But before I tell you more about how these dishes were created, I've got to tell you more about pate feuilletee because it really is fascinating stuff and the process of making it isn't by any means simple but it is achievable and so satisfying. Its a wonder that Chef Claudius ever discovered it due to the number of steps required for success but aren't we all glad that he did! As explained, pate feuilletee is a laminated dough, full of butter which is sandwiched in between floury layers of dough. In order to create the layers, the dough goes through a process of resting, turning and rolling. This process is repeated 6 times with the butter being included during the first turn. In total, once the dough has been through this process it will create 973 crisp layers of pastry. 
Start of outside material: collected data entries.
//! Decoded column data: dense, sparse, and string block slices.

use std::collections::BTreeMap;

use serde::{Deserialize, Serialize};
use varve_common::{Result, VarveError};

/// Storage block-type tag as the engine serializes it.
///
/// Discriminants are the wire encoding; see the pinning assertions below.
#[derive(Debug, Clone, Copy, PartialEq, Eq, Hash, Serialize, Deserialize)]
#[repr(u32)]
pub enum BlockType {
    I8Dense = 0,
    I16Dense = 1,
    I32Dense = 2,
    I64Dense = 3,
    U8Dense = 4,
    U16Dense = 5,
    U32Dense = 6,
    U64Dense = 7,
    I8Sparse = 8,
    I16Sparse = 9,
    I32Sparse = 10,
    I64Sparse = 11,
    U8Sparse = 12,
    U16Sparse = 13,
    U32Sparse = 14,
    U64Sparse = 15,
    String = 16,
}

const _: () = {
    assert!(BlockType::I8Dense as u32 == 0);
    assert!(BlockType::I64Dense as u32 == 3);
    assert!(BlockType::U8Dense as u32 == 4);
    assert!(BlockType::U64Dense as u32 == 7);
    assert!(BlockType::I8Sparse as u32 == 8);
    assert!(BlockType::I64Sparse as u32 == 11);
    assert!(BlockType::U8Sparse as u32 == 12);
    assert!(BlockType::U64Sparse as u32 == 15);
    assert!(BlockType::String as u32 == 16);
};

impl BlockType {
    pub fn to_wire(self) -> u32 {
        self as u32
    }

    pub fn try_from_wire(raw: u32) -> Result<Self> {
        Ok(match raw {
            0 => BlockType::I8Dense,
            1 => BlockType::I16Dense,
            2 => BlockType::I32Dense,
            3 => BlockType::I64Dense,
            4 => BlockType::U8Dense,
            5 => BlockType::U16Dense,
            6 => BlockType::U32Dense,
            7 => BlockType::U64Dense,
            8 => BlockType::I8Sparse,
            9 => BlockType::I16Sparse,
            10 => BlockType::I32Sparse,
            11 => BlockType::I64Sparse,
            12 => BlockType::U8Sparse,
            13 => BlockType::U16Sparse,
            14 => BlockType::U32Sparse,
            15 => BlockType::U64Sparse,
            16 => BlockType::String,
            other => return Err(VarveError::Decode(format!("unknown block type tag {other}"))),
        })
    }

    pub fn is_sparse(self) -> bool {
        matches!(
            self,
            BlockType::I8Sparse
                | BlockType::I16Sparse
                | BlockType::I32Sparse
                | BlockType::I64Sparse
                | BlockType::U8Sparse
                | BlockType::U16Sparse
                | BlockType::U32Sparse
                | BlockType::U64Sparse
        )
    }

    pub fn is_dense_int(self) -> bool {
        matches!(
            self,
            BlockType::I8Dense
                | BlockType::I16Dense
                | BlockType::I32Dense
                | BlockType::I64Dense
                | BlockType::U8Dense
                | BlockType::U16Dense
                | BlockType::U32Dense
                | BlockType::U64Dense
        )
    }

    /// Byte width of one integer element; `None` for string blocks.
    pub fn int_width(self) -> Option<usize> {
        Some(match self {
            BlockType::I8Dense | BlockType::I8Sparse | BlockType::U8Dense | BlockType::U8Sparse => {
                1
            }
            BlockType::I16Dense
            | BlockType::I16Sparse
            | BlockType::U16Dense
            | BlockType::U16Sparse => 2,
            BlockType::I32Dense
            | BlockType::I32Sparse
            | BlockType::U32Dense
            | BlockType::U32Sparse => 4,
            BlockType::I64Dense
            | BlockType::I64Sparse
            | BlockType::U64Dense
            | BlockType::U64Sparse => 8,
            BlockType::String => return None,
        })
    }
}

/// One column's returned data.
///
/// Narrow integer values are widened into the 64-bit transport slot at decode
/// time: unsigned source types zero-extend, signed ones sign-extend.
#[derive(Debug, Clone, PartialEq)]
pub enum ColumnSlice {
    /// Contiguous per-row values with no gaps; never null by construction.
    Dense { ty: BlockType, values: Vec<i64> },
    /// Index-ascending `(row, value)` pairs; rows not listed are null.
    Sparse { ty: BlockType, entries: Vec<(u32, i64)> },
    /// Index-ascending offset table into a shared UTF-8 byte arena.
    Text {
        indexes: Vec<u32>,
        starts: Vec<u64>,
        bytes: Vec<u8>,
    },
}

impl ColumnSlice {
    pub fn block_type(&self) -> BlockType {
        match self {
            ColumnSlice::Dense { ty, .. } | ColumnSlice::Sparse { ty, .. } => *ty,
            ColumnSlice::Text { .. } => BlockType::String,
        }
    }

    pub fn is_dense(&self) -> bool {
        matches!(self, ColumnSlice::Dense { .. })
    }

    /// Logical element count: dense length, or highest sparse index + 1.
    pub fn element_count(&self) -> usize {
        match self {
            ColumnSlice::Dense { values, .. } => values.len(),
            ColumnSlice::Sparse { entries, .. } => {
                entries.last().map_or(0, |(idx, _)| *idx as usize + 1)
            }
            ColumnSlice::Text { indexes, .. } => indexes.last().map_or(0, |idx| *idx as usize + 1),
        }
    }

    /// Integer slot value at `row`; `None` for holes and for string slices.
    pub fn value_at(&self, row: usize) -> Option<i64> {
        match self {
            ColumnSlice::Dense { values, .. } => values.get(row).copied(),
            ColumnSlice::Sparse { entries, .. } => {
                let row = u32::try_from(row).ok()?;
                entries
                    .binary_search_by_key(&row, |(idx, _)| *idx)
                    .ok()
                    .map(|pos| entries[pos].1)
            }
            ColumnSlice::Text { .. } => None,
        }
    }

    /// String value at `row`; `None` for holes and non-string slices.
    ///
    /// # Errors
    /// [`VarveError::Decode`] when the arena slice is not valid UTF-8.
    pub fn text_at(&self, row: usize) -> Result<Option<&str>> {
        let ColumnSlice::Text {
            indexes,
            starts,
            bytes,
        } = self
        else {
            return Ok(None);
        };
        let Ok(row) = u32::try_from(row) else {
            return Ok(None);
        };
        let Ok(pos) = indexes.binary_search(&row) else {
            return Ok(None);
        };
        let start = starts[pos] as usize;
        let end = starts.get(pos + 1).map_or(bytes.len(), |s| *s as usize);
        let raw = bytes.get(start..end).ok_or_else(|| {
            VarveError::Decode(format!(
                "string block offsets {start}..{end} exceed arena of {} bytes",
                bytes.len()
            ))
        })?;
        std::str::from_utf8(raw)
            .map(Some)
            .map_err(|e| VarveError::Decode(format!("string block is not valid utf-8: {e}")))
    }

    /// Whether `row` holds no value. Dense slices have no holes.
    pub fn is_null(&self, row: usize) -> bool {
        match self {
            ColumnSlice::Dense { .. } => false,
            ColumnSlice::Sparse { .. } => self.value_at(row).is_none(),
            ColumnSlice::Text { indexes, .. } => u32::try_from(row)
                .map(|row| indexes.binary_search(&row).is_err())
                .unwrap_or(true),
        }
    }
}

/// One decoded reply: column ordinal to slice. Ordinals present are a subset
/// of the request's projection; empty/unknown ordinals are simply absent.
#[derive(Debug, Clone, Default, PartialEq)]
pub struct ScanResultSlice {
    pub columns: BTreeMap<u32, ColumnSlice>,
}

impl ScanResultSlice {
    pub fn is_empty(&self) -> bool {
        self.columns.is_empty()
    }

    pub fn get(&self, ordinal: u32) -> Option<&ColumnSlice> {
        self.columns.get(&ordinal)
    }
}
If you are familiar with the popular patisserie classic, the mille-feuille, you may know that its name translates to 1,000 leaves. Realistically, as this dessert is made using pate feuilletee the French have bent the truth a little in naming it as such, as it still only contains 973 layers (which doesn't roll off the tongue quite as well so we'll let them off the hook for being creative) and this is mathematically how...

Turn 1 - the inclusion 
Turn 2 - 5 x 3 = 15 - 2
Turn 3 - 13 x 3 = 39 - 2
Turn 4 - 37 x 3 = 111 - 2
Turn 5 - 109 x 3 = 327 - 2
Turn 6 - 325 x 3 = 975 - 2

TOTAL - 973!

Once in the oven, the butter trapped between the layers of dough melts and as it starts to cook it creates steam creating air pockets and an upwards movement which as such causes the pastry to puff up as it does and create the neat layers formed by the process of resting, turning and rolling. 

I drew a lot of pictures during the first demo as Chef Ian explained this process to us and to add complication, each stages and collection of ingredients have different French names! For instance, the ingredients used to create the dough are referred to as the detrempe, the butter used to form the layers is called the tourage, the inclusion of the butter is called the enveloppe and the rolling out is referred to as the abaisser! 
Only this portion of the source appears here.